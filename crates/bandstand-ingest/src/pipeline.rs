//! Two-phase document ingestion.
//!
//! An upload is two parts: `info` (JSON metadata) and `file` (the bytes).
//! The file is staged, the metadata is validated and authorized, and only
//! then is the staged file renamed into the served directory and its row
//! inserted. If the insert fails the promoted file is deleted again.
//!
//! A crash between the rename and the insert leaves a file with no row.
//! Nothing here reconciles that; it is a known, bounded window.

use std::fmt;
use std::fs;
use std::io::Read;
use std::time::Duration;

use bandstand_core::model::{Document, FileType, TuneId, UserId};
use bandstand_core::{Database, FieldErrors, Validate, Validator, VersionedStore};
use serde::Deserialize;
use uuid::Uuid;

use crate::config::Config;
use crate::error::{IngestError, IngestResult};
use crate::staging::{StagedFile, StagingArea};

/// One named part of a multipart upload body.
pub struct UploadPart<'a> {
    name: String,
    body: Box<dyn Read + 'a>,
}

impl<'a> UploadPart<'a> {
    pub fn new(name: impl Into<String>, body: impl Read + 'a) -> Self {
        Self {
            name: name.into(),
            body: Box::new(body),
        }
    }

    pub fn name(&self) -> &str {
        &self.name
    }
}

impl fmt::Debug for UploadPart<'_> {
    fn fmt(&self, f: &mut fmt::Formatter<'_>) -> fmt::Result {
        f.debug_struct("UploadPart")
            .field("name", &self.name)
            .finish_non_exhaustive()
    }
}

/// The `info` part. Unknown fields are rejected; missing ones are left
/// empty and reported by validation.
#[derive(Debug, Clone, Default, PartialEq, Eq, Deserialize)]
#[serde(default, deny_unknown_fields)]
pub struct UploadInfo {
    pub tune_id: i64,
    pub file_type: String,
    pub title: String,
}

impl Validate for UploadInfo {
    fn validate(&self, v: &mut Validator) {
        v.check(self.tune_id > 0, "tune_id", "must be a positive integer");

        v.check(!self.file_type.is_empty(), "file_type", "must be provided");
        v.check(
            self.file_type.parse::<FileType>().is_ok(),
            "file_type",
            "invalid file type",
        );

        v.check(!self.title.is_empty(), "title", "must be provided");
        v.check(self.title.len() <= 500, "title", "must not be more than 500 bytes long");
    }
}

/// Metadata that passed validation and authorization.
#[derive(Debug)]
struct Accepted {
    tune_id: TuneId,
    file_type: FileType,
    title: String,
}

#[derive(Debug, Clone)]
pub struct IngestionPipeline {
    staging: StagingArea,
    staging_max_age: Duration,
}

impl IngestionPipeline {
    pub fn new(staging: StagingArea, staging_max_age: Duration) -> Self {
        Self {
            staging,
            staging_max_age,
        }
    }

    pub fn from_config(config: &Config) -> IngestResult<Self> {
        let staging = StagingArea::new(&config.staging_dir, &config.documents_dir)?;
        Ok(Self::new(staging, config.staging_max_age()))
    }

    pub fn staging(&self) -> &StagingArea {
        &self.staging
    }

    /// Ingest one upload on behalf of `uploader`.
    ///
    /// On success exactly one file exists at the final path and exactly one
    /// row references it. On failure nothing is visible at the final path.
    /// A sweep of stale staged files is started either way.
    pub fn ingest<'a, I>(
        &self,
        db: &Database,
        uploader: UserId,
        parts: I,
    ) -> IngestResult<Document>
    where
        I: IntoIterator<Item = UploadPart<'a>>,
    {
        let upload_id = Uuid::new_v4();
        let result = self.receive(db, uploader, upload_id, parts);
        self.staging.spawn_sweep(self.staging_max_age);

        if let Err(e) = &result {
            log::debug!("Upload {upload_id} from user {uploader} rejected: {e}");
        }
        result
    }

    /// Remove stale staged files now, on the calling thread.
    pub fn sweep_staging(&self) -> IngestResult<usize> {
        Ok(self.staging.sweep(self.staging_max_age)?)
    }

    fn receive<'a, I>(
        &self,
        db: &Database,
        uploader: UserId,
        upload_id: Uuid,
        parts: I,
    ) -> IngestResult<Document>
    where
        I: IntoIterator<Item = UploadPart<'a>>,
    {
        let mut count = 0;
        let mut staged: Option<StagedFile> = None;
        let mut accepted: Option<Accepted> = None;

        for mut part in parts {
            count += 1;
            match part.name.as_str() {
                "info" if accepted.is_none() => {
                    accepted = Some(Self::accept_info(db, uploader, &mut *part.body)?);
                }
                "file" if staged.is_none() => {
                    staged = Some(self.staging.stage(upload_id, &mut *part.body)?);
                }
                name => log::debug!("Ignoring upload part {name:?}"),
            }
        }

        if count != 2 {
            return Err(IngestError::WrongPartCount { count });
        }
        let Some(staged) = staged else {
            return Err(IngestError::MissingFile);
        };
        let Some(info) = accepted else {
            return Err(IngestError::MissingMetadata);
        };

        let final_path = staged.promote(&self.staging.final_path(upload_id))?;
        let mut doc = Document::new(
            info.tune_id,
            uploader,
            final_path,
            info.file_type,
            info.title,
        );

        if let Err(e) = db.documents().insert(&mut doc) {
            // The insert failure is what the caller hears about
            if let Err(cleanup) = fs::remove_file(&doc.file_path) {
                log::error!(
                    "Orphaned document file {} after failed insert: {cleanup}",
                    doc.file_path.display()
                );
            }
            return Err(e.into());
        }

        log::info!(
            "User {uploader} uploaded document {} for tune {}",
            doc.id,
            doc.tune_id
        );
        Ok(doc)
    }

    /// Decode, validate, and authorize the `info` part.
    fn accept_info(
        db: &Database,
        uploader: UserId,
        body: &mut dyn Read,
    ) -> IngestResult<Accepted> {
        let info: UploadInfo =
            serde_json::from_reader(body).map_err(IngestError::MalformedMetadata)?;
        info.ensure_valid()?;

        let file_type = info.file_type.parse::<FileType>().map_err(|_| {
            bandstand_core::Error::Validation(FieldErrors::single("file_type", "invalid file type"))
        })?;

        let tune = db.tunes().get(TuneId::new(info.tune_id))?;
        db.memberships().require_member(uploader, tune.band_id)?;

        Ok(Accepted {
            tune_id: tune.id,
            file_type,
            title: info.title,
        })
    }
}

------------------------------------

# TASK DIRECTIONS:
This exercise requires the number of lines in the entries holding the word "impl", written alone.

# RESPONSE AREA:
5